### [WHAT THE TASK REQUIRES]
The word to find is "Deserialize". Copy each line of the material that contains it.

*** Opening of DATA FOR THE TASK ***

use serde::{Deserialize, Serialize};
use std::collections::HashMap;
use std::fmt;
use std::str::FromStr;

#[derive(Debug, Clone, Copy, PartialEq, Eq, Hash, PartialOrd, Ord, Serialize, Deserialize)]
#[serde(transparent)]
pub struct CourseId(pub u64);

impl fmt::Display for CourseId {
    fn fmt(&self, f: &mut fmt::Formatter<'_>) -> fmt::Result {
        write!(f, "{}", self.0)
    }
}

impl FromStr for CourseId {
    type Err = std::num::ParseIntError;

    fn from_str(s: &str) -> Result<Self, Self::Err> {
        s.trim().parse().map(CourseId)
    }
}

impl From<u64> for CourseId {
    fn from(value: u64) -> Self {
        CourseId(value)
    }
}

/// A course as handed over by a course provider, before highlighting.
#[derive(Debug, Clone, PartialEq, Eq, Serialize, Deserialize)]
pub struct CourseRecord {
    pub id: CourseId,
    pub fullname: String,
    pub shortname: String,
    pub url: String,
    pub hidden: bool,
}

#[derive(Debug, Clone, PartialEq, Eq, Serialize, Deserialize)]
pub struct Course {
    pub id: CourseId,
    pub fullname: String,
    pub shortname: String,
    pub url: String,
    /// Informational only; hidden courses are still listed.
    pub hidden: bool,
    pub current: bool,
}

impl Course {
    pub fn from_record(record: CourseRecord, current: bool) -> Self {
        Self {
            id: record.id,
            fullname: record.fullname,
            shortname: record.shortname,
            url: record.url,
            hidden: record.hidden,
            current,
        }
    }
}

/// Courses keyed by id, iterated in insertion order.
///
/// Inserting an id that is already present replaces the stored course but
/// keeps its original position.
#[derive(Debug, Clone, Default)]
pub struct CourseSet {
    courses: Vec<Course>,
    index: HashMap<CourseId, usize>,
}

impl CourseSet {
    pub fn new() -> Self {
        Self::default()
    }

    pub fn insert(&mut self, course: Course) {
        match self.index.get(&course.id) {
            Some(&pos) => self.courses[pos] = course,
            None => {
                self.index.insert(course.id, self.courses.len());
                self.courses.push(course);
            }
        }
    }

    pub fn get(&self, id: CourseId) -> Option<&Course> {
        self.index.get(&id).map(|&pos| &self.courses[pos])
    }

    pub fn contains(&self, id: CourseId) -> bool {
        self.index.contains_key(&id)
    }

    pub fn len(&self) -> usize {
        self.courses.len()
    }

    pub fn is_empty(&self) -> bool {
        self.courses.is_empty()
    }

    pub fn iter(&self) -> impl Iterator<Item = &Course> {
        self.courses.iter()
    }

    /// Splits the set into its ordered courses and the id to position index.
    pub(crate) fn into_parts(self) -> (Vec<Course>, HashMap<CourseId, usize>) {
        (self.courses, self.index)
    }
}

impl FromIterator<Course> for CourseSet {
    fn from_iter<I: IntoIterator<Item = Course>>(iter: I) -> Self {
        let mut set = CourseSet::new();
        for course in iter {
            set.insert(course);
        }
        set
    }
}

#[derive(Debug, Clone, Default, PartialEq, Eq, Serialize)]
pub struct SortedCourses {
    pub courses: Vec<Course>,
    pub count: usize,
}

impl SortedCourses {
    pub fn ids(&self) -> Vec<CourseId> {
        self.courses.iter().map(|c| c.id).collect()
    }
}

*** Close of DATA FOR THE TASK ***
*** Opening of DATA FOR THE TASK ***

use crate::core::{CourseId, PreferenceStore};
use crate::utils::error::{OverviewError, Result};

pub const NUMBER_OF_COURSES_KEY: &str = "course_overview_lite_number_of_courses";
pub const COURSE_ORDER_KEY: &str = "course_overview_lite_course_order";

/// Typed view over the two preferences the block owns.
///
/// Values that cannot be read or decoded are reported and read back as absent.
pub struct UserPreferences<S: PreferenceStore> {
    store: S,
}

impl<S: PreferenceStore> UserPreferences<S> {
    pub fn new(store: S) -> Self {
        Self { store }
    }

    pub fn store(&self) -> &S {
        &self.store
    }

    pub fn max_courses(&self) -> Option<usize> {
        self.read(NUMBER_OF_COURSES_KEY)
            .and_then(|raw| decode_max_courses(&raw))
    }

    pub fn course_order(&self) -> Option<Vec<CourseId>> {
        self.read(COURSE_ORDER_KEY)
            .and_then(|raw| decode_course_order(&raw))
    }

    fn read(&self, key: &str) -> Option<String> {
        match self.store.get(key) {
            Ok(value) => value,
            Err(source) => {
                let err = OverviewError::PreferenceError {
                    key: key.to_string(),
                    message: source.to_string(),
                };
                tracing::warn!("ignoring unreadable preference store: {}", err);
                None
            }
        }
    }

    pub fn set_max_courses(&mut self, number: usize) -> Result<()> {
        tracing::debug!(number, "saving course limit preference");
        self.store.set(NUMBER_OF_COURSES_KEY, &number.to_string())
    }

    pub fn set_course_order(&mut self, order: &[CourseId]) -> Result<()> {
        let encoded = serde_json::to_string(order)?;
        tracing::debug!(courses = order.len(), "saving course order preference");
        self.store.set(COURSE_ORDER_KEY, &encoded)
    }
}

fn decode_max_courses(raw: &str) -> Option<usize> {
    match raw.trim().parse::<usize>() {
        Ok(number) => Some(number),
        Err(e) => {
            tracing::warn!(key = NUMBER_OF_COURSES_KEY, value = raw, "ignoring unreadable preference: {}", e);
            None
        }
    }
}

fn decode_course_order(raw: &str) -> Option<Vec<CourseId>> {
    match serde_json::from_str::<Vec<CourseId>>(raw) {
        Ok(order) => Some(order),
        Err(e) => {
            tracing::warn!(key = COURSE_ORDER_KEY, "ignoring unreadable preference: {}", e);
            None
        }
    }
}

*** Close of DATA FOR THE TASK ***

### [TASK ANSWER]
use serde::{Deserialize, Serialize};
#[derive(Debug, Clone, Copy, PartialEq, Eq, Hash, PartialOrd, Ord, Serialize, Deserialize)]
#[derive(Debug, Clone, PartialEq, Eq, Serialize, Deserialize)]
#[derive(Debug, Clone, PartialEq, Eq, Serialize, Deserialize)]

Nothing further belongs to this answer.